*Directions*: If a line in the records below holds the string "next", count it; give only the total.

*Data for review*:
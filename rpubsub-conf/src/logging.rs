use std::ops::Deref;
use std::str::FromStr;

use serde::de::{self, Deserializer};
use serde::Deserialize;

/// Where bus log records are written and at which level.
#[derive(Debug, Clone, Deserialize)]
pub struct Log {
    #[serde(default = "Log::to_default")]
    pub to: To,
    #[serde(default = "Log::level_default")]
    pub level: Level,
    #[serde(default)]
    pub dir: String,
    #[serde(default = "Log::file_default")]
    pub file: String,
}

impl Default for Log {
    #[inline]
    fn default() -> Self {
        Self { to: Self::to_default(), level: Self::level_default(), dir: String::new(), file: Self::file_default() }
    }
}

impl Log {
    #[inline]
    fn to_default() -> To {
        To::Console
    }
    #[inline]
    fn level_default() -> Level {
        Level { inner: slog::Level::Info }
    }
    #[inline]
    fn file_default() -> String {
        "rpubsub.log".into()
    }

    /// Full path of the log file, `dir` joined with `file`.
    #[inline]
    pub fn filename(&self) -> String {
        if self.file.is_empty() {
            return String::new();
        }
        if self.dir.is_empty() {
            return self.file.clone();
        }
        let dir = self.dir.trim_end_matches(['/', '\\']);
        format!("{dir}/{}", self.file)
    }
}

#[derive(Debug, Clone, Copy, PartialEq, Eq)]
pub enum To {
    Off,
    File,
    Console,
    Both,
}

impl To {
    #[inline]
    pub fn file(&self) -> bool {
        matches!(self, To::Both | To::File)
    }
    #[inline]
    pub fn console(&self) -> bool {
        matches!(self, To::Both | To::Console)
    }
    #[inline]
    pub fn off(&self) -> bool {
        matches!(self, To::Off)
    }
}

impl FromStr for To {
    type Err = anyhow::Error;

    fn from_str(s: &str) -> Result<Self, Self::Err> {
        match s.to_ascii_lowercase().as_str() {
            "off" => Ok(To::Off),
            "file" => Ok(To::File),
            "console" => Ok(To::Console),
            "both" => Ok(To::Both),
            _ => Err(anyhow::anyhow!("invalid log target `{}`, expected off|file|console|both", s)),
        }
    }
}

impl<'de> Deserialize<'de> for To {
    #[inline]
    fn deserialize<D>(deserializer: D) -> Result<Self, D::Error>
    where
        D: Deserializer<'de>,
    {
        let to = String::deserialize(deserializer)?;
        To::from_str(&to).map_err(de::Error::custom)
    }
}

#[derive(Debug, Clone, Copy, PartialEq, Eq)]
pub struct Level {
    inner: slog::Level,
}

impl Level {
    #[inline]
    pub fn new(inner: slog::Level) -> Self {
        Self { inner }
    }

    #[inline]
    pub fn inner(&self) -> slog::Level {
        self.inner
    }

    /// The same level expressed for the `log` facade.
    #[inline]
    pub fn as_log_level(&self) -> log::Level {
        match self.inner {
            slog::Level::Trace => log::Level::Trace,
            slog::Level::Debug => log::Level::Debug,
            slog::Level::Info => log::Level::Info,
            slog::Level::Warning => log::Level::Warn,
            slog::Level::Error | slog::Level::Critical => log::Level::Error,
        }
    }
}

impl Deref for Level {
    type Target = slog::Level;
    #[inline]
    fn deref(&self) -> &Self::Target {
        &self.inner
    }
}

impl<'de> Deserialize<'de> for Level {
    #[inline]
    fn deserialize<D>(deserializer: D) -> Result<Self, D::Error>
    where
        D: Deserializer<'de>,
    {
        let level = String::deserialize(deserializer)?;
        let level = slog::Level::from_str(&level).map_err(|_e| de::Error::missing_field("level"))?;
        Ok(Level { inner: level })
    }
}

* * *

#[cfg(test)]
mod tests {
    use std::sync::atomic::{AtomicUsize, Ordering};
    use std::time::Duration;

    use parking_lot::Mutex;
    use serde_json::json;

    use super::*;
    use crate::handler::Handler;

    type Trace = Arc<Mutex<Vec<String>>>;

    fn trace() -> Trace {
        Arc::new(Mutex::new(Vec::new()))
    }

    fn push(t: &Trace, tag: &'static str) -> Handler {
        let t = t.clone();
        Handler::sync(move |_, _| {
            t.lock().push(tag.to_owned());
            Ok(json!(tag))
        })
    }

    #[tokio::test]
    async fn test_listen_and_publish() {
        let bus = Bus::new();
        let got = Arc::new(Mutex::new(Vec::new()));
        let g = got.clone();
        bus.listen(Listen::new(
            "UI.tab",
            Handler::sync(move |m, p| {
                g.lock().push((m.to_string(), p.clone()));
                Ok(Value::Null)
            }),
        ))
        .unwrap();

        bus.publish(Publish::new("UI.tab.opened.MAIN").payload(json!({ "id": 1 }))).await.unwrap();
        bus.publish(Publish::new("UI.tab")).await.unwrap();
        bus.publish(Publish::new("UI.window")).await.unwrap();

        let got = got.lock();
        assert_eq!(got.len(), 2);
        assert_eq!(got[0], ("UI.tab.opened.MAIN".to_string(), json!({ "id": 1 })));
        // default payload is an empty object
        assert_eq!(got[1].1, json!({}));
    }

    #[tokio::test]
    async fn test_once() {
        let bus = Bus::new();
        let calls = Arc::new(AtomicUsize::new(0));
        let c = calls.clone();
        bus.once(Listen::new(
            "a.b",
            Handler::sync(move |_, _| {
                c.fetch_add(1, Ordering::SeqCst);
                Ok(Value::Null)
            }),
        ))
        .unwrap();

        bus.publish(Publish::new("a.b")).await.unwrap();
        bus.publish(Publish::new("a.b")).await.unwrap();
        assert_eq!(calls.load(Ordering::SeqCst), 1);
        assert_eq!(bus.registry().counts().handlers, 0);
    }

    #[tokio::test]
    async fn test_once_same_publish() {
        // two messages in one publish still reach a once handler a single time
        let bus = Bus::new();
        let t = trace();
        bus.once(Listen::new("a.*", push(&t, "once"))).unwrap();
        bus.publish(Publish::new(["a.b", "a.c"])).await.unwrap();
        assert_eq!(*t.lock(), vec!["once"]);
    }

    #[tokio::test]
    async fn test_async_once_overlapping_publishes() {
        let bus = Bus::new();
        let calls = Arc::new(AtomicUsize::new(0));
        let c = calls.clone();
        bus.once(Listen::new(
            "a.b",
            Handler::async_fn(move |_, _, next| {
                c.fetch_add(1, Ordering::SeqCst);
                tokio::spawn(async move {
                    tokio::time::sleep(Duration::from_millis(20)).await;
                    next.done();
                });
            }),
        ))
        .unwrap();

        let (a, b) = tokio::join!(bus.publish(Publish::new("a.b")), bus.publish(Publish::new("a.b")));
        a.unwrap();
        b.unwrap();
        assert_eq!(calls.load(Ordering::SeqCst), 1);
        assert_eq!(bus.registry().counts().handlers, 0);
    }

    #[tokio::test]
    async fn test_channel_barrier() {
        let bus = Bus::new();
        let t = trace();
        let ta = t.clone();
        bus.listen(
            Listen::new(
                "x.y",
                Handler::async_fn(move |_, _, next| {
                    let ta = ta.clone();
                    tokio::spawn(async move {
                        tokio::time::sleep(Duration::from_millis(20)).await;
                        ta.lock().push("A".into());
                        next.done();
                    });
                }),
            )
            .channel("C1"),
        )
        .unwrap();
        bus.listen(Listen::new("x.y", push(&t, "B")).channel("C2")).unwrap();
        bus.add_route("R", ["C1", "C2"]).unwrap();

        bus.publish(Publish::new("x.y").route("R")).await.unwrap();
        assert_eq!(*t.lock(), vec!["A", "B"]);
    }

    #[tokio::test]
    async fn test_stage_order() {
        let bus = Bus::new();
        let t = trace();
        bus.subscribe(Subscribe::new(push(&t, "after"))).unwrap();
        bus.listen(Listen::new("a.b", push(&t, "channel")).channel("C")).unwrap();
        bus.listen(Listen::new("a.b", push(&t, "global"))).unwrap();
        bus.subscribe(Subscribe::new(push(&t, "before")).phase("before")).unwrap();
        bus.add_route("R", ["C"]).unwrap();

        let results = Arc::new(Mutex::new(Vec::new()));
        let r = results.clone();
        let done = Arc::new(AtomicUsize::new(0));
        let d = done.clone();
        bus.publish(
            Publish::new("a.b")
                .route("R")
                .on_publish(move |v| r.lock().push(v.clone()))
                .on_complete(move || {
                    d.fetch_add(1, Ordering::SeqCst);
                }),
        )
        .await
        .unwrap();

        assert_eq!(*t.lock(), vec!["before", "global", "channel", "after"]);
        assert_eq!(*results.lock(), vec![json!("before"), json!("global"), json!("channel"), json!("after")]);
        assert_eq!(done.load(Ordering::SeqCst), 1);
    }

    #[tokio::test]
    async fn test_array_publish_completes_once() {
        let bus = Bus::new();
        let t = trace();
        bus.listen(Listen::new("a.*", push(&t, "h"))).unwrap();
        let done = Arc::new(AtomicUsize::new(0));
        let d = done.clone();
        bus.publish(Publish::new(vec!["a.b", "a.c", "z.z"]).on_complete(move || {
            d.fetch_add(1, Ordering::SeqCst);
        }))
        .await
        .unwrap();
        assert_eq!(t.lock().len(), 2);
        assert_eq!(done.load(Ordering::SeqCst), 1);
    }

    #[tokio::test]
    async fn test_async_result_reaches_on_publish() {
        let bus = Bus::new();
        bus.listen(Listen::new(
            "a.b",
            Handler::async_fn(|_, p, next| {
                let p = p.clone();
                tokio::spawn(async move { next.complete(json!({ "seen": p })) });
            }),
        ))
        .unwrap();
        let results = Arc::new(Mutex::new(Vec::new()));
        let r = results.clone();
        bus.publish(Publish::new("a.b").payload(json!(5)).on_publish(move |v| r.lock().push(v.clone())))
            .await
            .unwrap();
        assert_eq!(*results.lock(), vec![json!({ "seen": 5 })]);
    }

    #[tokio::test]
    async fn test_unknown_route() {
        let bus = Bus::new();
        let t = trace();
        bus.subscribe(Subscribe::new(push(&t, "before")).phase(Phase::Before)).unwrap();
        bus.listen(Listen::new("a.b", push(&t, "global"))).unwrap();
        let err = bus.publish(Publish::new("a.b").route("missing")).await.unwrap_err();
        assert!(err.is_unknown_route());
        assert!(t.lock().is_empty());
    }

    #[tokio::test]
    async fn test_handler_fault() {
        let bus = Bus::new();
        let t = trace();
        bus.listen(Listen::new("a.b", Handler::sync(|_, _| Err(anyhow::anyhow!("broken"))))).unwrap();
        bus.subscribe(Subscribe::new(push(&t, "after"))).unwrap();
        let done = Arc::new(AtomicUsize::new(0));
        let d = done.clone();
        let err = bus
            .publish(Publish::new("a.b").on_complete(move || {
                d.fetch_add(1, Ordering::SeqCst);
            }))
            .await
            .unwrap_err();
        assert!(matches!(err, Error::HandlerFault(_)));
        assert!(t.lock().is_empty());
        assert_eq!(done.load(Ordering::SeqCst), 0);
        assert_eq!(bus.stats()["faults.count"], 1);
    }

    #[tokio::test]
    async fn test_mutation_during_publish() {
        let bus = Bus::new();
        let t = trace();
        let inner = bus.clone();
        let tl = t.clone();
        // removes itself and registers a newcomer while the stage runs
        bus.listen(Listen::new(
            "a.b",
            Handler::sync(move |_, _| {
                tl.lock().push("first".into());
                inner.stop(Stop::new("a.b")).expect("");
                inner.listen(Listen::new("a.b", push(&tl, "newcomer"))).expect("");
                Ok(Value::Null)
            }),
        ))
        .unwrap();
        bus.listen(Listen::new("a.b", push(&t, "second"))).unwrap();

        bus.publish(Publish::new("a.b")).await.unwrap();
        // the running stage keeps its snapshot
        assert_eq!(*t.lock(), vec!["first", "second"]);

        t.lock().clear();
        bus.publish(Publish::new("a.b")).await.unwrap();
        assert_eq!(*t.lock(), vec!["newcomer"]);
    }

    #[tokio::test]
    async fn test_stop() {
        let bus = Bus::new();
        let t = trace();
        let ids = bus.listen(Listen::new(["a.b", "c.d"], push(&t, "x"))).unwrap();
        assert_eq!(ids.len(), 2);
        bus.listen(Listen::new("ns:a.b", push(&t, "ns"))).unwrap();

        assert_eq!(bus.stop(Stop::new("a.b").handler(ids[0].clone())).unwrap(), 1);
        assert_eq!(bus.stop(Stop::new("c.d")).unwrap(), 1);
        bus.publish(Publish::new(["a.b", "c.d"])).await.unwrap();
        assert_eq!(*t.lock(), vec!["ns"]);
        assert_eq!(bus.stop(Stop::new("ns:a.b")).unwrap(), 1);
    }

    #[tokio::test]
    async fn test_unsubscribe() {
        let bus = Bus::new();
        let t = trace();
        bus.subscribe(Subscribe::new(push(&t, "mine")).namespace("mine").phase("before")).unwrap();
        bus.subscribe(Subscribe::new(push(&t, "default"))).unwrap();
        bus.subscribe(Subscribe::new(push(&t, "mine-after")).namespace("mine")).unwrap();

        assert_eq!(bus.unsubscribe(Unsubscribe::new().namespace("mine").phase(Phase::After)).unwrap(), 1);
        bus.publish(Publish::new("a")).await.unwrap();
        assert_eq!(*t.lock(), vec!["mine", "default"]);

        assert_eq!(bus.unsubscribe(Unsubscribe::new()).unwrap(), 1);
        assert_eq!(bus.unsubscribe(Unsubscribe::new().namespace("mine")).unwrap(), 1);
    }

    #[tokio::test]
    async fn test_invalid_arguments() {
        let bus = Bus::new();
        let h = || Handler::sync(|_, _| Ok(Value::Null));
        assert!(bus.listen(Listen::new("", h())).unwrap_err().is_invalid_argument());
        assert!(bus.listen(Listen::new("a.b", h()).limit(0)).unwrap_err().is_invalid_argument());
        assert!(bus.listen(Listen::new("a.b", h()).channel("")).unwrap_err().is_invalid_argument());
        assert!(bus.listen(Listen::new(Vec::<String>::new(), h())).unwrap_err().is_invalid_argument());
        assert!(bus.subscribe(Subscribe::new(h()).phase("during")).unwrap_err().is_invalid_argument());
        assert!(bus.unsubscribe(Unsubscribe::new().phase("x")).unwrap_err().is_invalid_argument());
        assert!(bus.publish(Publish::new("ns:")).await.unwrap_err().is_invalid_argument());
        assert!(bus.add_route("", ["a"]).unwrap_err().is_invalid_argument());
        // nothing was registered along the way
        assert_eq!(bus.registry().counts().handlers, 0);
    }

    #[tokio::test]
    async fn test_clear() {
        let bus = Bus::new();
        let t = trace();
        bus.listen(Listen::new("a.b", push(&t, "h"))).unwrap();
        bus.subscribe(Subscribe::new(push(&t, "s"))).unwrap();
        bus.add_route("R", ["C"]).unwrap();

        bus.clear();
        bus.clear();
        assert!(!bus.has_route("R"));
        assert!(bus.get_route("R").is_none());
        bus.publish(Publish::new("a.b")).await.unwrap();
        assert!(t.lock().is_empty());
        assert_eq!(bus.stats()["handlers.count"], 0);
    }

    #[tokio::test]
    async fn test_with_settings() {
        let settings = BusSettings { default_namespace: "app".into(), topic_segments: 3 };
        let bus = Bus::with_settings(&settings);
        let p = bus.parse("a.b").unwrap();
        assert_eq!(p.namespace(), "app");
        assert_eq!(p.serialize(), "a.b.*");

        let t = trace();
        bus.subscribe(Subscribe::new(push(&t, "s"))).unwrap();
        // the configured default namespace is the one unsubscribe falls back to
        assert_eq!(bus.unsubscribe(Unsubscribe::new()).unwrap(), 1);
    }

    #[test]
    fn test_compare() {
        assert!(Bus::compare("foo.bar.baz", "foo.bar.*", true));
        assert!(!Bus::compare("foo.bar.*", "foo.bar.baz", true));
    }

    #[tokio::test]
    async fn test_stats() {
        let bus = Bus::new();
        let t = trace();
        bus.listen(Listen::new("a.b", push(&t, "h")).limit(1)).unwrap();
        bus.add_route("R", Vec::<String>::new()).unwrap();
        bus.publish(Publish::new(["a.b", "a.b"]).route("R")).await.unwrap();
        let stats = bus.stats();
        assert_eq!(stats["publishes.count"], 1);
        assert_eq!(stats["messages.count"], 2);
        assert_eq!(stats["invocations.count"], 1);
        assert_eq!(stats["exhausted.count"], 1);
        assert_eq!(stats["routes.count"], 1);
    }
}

*Exercise solution*: 6